Anvisa aprova novo tratamento para câncer de pulmão

A Anvisa (Agência Nacional de Vigilância Sanitária) aprovou nesta segunda-feira (4) uma nova terapia para câncer de pulmão chamada tarlatamabe, da farmacêutica Amgen. Segundo especialistas, a taxa de resposta do medicamento pode ser até três vezes maior do que a dos tratamentos disponíveis atualmente.

A tarlatamabe é indicado para pacientes que têm câncer de pulmão de pequenas células e que já tentaram outras linhas de tratamento, mas pararam de responder aos medicamentos.

Segundo Gilberto Castro, oncologista do Centro de Oncologia do Hospital Sírio-Libanês e chefe da área de oncologia torácica no Icesp (Instituto do Câncer do Estado de São Paulo), o câncer de pequenas células é o tipo mais agressivo no pulmão, embora não seja o mais comum. "É um tumor muito agressivo, e quando é diagnosticado, o paciente já apresenta alguma metástase", diz.

O médico explica que, devido à metástase, a primeira linha de tratamento costuma ser a quimioterapia, seguida pela imunoterapia. "O problema é que, depois de cerca de nove ou dez meses, o tumor volta a progredir, e ele para de responder à medicação."

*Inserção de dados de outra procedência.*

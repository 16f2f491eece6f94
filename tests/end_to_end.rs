//! End-to-end scenarios exercising the public API the way the demo binary
//! does: generate, split, train, predict.

use blobnet::{
    accuracy, make_blobs, train_loop, train_test_split, Adam, Classifier, Matrix, Network,
    TrainConfig, DEFAULT_TEST_FRACTION,
};

#[test]
fn two_class_model_contract_on_a_small_batch() {
    let network = Network::blob_classifier(2);
    let batch = Matrix::from_data(vec![
        vec![0.0, 0.0],
        vec![1.0, -1.0],
        vec![-3.0, 2.0],
        vec![5.0, 5.0],
    ]);

    let logits = network.forward(&batch);
    assert_eq!((logits.rows, logits.cols), (4, 2));

    let predictions = network.predict(&batch);
    assert_eq!(predictions.len(), 4);
    assert!(predictions.iter().all(|&label| label < 2));
}

#[test]
fn doubling_output_weights_preserves_predictions() {
    // Scaling every logit by the same positive factor must not move the
    // arg-max; scale them by doubling the output layer's parameters.
    let mut network = Network::blob_classifier(3);
    let batch = Matrix::uniform(10, 2).map(|x| x * 8.0 - 4.0);
    let before = network.predict(&batch);

    network.layers[1].weights = network.layers[1].weights.map(|x| x * 2.0);
    network.layers[1].biases = network.layers[1].biases.map(|x| x * 2.0);

    assert_eq!(network.predict(&batch), before);
}

#[test]
fn default_split_of_200_samples_partitions_exactly() {
    let (features, labels) = make_blobs(200, 2);
    let (train_x, test_x, train_y, test_y) =
        train_test_split(&features, &labels, DEFAULT_TEST_FRACTION);

    assert_eq!(train_x.rows + test_x.rows, 200);
    assert_eq!(train_y.len() + test_y.len(), 200);
}

#[test]
fn zero_epoch_training_leaves_the_model_untouched() {
    let (features, labels) = make_blobs(80, 2);
    let (train_x, test_x, train_y, test_y) =
        train_test_split(&features, &labels, DEFAULT_TEST_FRACTION);

    let mut network = Network::blob_classifier(2);
    let snapshot = network.clone();
    let mut optimizer = Adam::new(&network, 0.005);
    let config = TrainConfig { epochs: 0, log_every: 0 };

    let history = train_loop(
        &mut network, &train_x, &train_y, &test_x, &test_y, &mut optimizer, &config,
    );

    assert_eq!(history.epochs(), 0);
    for (after, before) in network.layers.iter().zip(&snapshot.layers) {
        assert_eq!(after.weights, before.weights);
        assert_eq!(after.biases, before.biases);
    }
}

#[test]
fn full_run_records_one_metric_slot_per_epoch() {
    let (features, labels) = make_blobs(200, 2);
    let (train_x, test_x, train_y, test_y) =
        train_test_split(&features, &labels, DEFAULT_TEST_FRACTION);

    let mut network = Network::blob_classifier(2);
    let mut optimizer = Adam::new(&network, 0.005);
    let config = TrainConfig { epochs: 100, log_every: 0 };

    let history = train_loop(
        &mut network, &train_x, &train_y, &test_x, &test_y, &mut optimizer, &config,
    );

    assert_eq!(history.loss.len(), 100);
    assert_eq!(history.train_accuracy.len(), 100);
    assert_eq!(history.test_accuracy.len(), 100);
    assert!(history.train_accuracy.iter().all(|a| (0.0..=1.0).contains(a)));
    assert!(history.test_accuracy.iter().all(|a| (0.0..=1.0).contains(a)));

    let final_acc = accuracy(&network.predict(&train_x), &train_y);
    assert!((0.0..=1.0).contains(&final_acc));
}
use image::Rgb;

use crate::plot::canvas::Canvas;
use crate::plot::class_color;
use crate::train::history::TrainingHistory;

const WIDTH: u32 = 800;
const HEIGHT: u32 = 500;

const AXIS_COLOR: Rgb<u8> = Rgb([120, 120, 120]);
const LOSS_COLOR: Rgb<u8> = Rgb([214, 39, 40]);

/// Renders the per-epoch loss sequence as a line chart.
pub fn loss_curve(history: &TrainingHistory, path: &str) -> std::io::Result<()> {
    assert!(!history.loss.is_empty(), "cannot plot an empty loss history");

    let y_max = history.loss.iter().copied().fold(f64::NEG_INFINITY, f64::max);
    let y_min = history.loss.iter().copied().fold(f64::INFINITY, f64::min);
    // A flat loss still needs a non-empty y range to draw in.
    let pad = ((y_max - y_min) * 0.05).max(1e-9);

    let mut canvas = chart_canvas(history.epochs(), y_min - pad, y_max + pad);
    polyline(&mut canvas, &history.loss, LOSS_COLOR);
    canvas.save(path)
}

/// Renders train and test accuracy on one chart, colored like classes 0
/// and 1 of the scatter plot. The y axis is the full [0, 1] range.
pub fn accuracy_curves(history: &TrainingHistory, path: &str) -> std::io::Result<()> {
    assert!(!history.train_accuracy.is_empty(), "cannot plot an empty accuracy history");

    let mut canvas = chart_canvas(history.epochs(), -0.02, 1.02);
    polyline(&mut canvas, &history.train_accuracy, class_color(0));
    polyline(&mut canvas, &history.test_accuracy, class_color(1));
    canvas.save(path)
}

/// A white canvas with the x axis spanning the epoch range plus light
/// border axes.
fn chart_canvas(epochs: usize, y_min: f64, y_max: f64) -> Canvas {
    let x_max = (epochs.max(2) - 1) as f64;
    let mut canvas = Canvas::new(WIDTH, HEIGHT, 0.0, x_max, y_min, y_max);
    canvas.line(0.0, y_min, 0.0, y_max, AXIS_COLOR);
    canvas.line(0.0, y_min, x_max, y_min, AXIS_COLOR);
    canvas
}

/// Connects consecutive (epoch, value) points with segments.
fn polyline(canvas: &mut Canvas, values: &[f64], color: Rgb<u8>) {
    for (epoch, pair) in values.windows(2).enumerate() {
        canvas.line(epoch as f64, pair[0], (epoch + 1) as f64, pair[1], color);
    }
    if values.len() == 1 {
        canvas.point(0.0, values[0], 2, color);
    }
}
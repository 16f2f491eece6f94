use crate::math::matrix::Matrix;
use crate::plot::canvas::Canvas;
use crate::plot::class_color;

const WIDTH: u32 = 800;
const HEIGHT: u32 = 800;
const POINT_RADIUS: i64 = 4;

/// Margin added around the data's bounding box, in data units.
const MARGIN: f64 = 1.0;

/// Renders the raw dataset as a scatter plot, one color per label.
///
/// `features` must be n×2; `labels` is paired per row.
pub fn scatter_plot(features: &Matrix, labels: &[usize], path: &str) -> std::io::Result<()> {
    assert_eq!(features.cols, 2, "scatter plot expects 2D features");
    assert_eq!(features.rows, labels.len(), "one label per feature row required");

    let (x_min, x_max, y_min, y_max) = padded_bounds(features);
    let mut canvas = Canvas::new(WIDTH, HEIGHT, x_min, x_max, y_min, y_max);

    for (row, &label) in features.data.iter().zip(labels.iter()) {
        canvas.point(row[0], row[1], POINT_RADIUS, class_color(label));
    }

    canvas.save(path)
}

/// Data bounding box expanded by `MARGIN` on every side.
pub(crate) fn padded_bounds(features: &Matrix) -> (f64, f64, f64, f64) {
    let mut x_min = f64::INFINITY;
    let mut x_max = f64::NEG_INFINITY;
    let mut y_min = f64::INFINITY;
    let mut y_max = f64::NEG_INFINITY;

    for row in &features.data {
        x_min = x_min.min(row[0]);
        x_max = x_max.max(row[0]);
        y_min = y_min.min(row[1]);
        y_max = y_max.max(row[1]);
    }

    (x_min - MARGIN, x_max + MARGIN, y_min - MARGIN, y_max + MARGIN)
}
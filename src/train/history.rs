use serde::{Serialize, Deserialize};

/// Per-epoch metric sequences recorded by `train_loop`.
///
/// One slot per epoch is written to each sequence, indexed by epoch number;
/// after training the history is read-only and consumed by the plotting
/// module. All three vectors are exactly `epochs` long.
#[derive(Debug, Clone, Default, Serialize, Deserialize)]
pub struct TrainingHistory {
    /// Mean cross-entropy loss on the training split.
    pub loss: Vec<f64>,
    /// Exact-match accuracy on the training split, in [0, 1].
    pub train_accuracy: Vec<f64>,
    /// Exact-match accuracy on the evaluation split, in [0, 1].
    pub test_accuracy: Vec<f64>,
}

impl TrainingHistory {
    pub fn with_capacity(epochs: usize) -> Self {
        TrainingHistory {
            loss: Vec::with_capacity(epochs),
            train_accuracy: Vec::with_capacity(epochs),
            test_accuracy: Vec::with_capacity(epochs),
        }
    }

    /// Number of completed epochs on record.
    pub fn epochs(&self) -> usize {
        self.loss.len()
    }
}
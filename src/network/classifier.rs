use crate::activation::activation::ActivationFunction;
use crate::math::matrix::Matrix;
use crate::network::network::Network;

/// The seam between models and their read-only consumers.
///
/// The training-metric helpers and the decision-boundary plotter only ever
/// call `forward`/`predict`, so any architecture implementing this trait can
/// be dropped in without touching them.
pub trait Classifier {
    /// Batch of feature rows in, batch of raw logit rows out. No side effects.
    fn forward(&self, inputs: &Matrix) -> Matrix;

    /// One predicted class index per input row, each in [0, label_count).
    fn predict(&self, inputs: &Matrix) -> Vec<usize>;

    /// Number of classes this model scores.
    fn label_count(&self) -> usize;
}

impl Classifier for Network {
    fn forward(&self, inputs: &Matrix) -> Matrix {
        self.forward_batch(inputs)
    }

    /// Runs `forward`, applies ReLU to the logits once more, then takes the
    /// per-row arg-max.
    ///
    /// The extra ReLU is kept from the original design. It never changes a
    /// positive arg-max, but it clamps negative logits to zero, so a row
    /// whose logits are all negative ties at 0.0 and resolves to class 0
    /// under the first-occurrence policy below.
    fn predict(&self, inputs: &Matrix) -> Vec<usize> {
        let scores = self
            .forward_batch(inputs)
            .map(|x| ActivationFunction::ReLU.function(x));
        scores.data.iter().map(|row| argmax(row)).collect()
    }

    fn label_count(&self) -> usize {
        self.layers.last().map(|layer| layer.size).unwrap_or(0)
    }
}

/// Index of the maximum element; ties resolve to the lowest index.
pub fn argmax(row: &[f64]) -> usize {
    let mut best = 0;
    for (i, &x) in row.iter().enumerate().skip(1) {
        if x > row[best] {
            best = i;
        }
    }
    best
}
use crate::math::matrix::Matrix;
use crate::network::classifier::Classifier;
use crate::plot::canvas::Canvas;
use crate::plot::scatter::padded_bounds;
use crate::plot::{class_color, region_color};

/// Grid resolution in data units per cell, on both axes.
const GRID_STEP: f64 = 0.01;

const POINT_RADIUS: i64 = 4;

/// Renders a filled map of the model's decision regions with the dataset
/// overlaid on top.
///
/// `predict` is evaluated on a regular grid with step `GRID_STEP` spanning
/// the data's bounding box plus a margin; one grid cell maps to one pixel.
/// The model is read-only here — only `Classifier::predict` is consumed.
pub fn decision_boundary<C: Classifier>(
    classifier: &C,
    features: &Matrix,
    labels: &[usize],
    path: &str,
) -> std::io::Result<()> {
    assert_eq!(features.cols, 2, "decision boundary expects 2D features");
    assert_eq!(features.rows, labels.len(), "one label per feature row required");

    let (x_min, x_max, y_min, y_max) = padded_bounds(features);
    let grid_w = ((x_max - x_min) / GRID_STEP).ceil() as u32;
    let grid_h = ((y_max - y_min) / GRID_STEP).ceil() as u32;

    let mut canvas = Canvas::new(grid_w, grid_h, x_min, x_max, y_min, y_max);

    // Classify the grid one row at a time; the full mesh would be millions
    // of points in one matrix.
    for gy in 0..canvas.height() {
        let y = y_max - gy as f64 * GRID_STEP;
        let row_points: Vec<Vec<f64>> = (0..canvas.width())
            .map(|gx| vec![x_min + gx as f64 * GRID_STEP, y])
            .collect();

        let predictions = classifier.predict(&Matrix::from_data(row_points));
        for (gx, &label) in predictions.iter().enumerate() {
            canvas.set_pixel(gx as i64, gy as i64, region_color(label));
        }
    }

    for (row, &label) in features.data.iter().zip(labels.iter()) {
        canvas.point(row[0], row[1], POINT_RADIUS, class_color(label));
    }

    canvas.save(path)
}
pub mod history;
pub mod loop_fn;
pub mod train_config;

pub use history::TrainingHistory;
pub use loop_fn::{accuracy, train_loop};
pub use train_config::TrainConfig;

Os tratamentos usados hoje nesse estágio da doença, segundo o oncologista, têm uma baixa eficiência, com 10% de taxa de resposta, no máximo. A proposta da nova droga é ser aplicada nessa fase do tratamento.

A tarlatamabe é uma molécula que liga as células do sistema imunológico às células cancerosas. Assim, as células imunes conseguem produzir substâncias que causam buracos na superfície da célula do tumor e levam à morte dessa célula.

Nos ensaios clínicos, o efeito colateral mais comum do tratamento foi a síndrome de liberação de citocinas, uma condição que ocorre quando o sistema imunológico do corpo responde de forma agressiva a infecção ou medicamentos imunoterápicos.

No entanto, a taxa de resposta objetiva do medicamento é de 40%. "Esses pacientes finalmente tiveram uma esperança real de poder viver mais", ressalta Gilberto.

Nos EUA, o medicamento teve a aprovação da FDA (agência americana que regulamenta drogas e alimentos) em maio deste ano. O preço para o medicamento no país pode chegar a US$ 31.500 (cerca de R$ 161 mil) para o primeiro ciclo e US$ 30 mil (ou R$ 153 mil) para infusões adicionais. Para um ano de tratamento, o preço chegaria a US$ 781.500 (aproximadamente R$ 4 milhões).

Segundo a Amgen Brasil, após a aprovação da Anvisa, o medicamento ainda precisará ter o preço estipulado pela CMED (Câmara de Regulação do Mercado de Medicamentos) antes de ser disponibilizado para a população.

A maioria dos brasileiros com câncer de pulmão começa o tratamento já no estágio mais avançado da doença, segundo o levantamento "Câncer de Pulmão no Brasil: por dentro dos números", divulgado pela Fundação do Câncer em maio deste ano. A pesquisa revela que 63,1% dos homens e 63,9% das mulheres com o diagnóstico são atendidos já no estágio IV.

Alfredo Scaff, epidemiologista e consultor médico da Fundação do Câncer, diz que o diagnóstico precoce dessa neoplasia é um desafio para todos os sistemas de saúde do país, inclusive os da área privada, como os de planos de saúde.

Isso porque, além dos sintomas mais brandos no começo da doença, a sintomática inicial, como dores no peito, tosse e expectoração com sangue, são comuns a outras doenças, como tuberculose.

No Brasil, a incidência e a mortalidade associadas à neoplasia pulmonar ainda são consideradas altas. A estimativa do Inca (Instituto Nacional de Câncer) é de que, apenas em 2024, surjam mais de 32 mil casos novos de câncer de pulmão no país, sendo 18 mil entre homens e 14 mil entre mulheres. Em 2022, 29 mil mortes foram provocadas pela doença.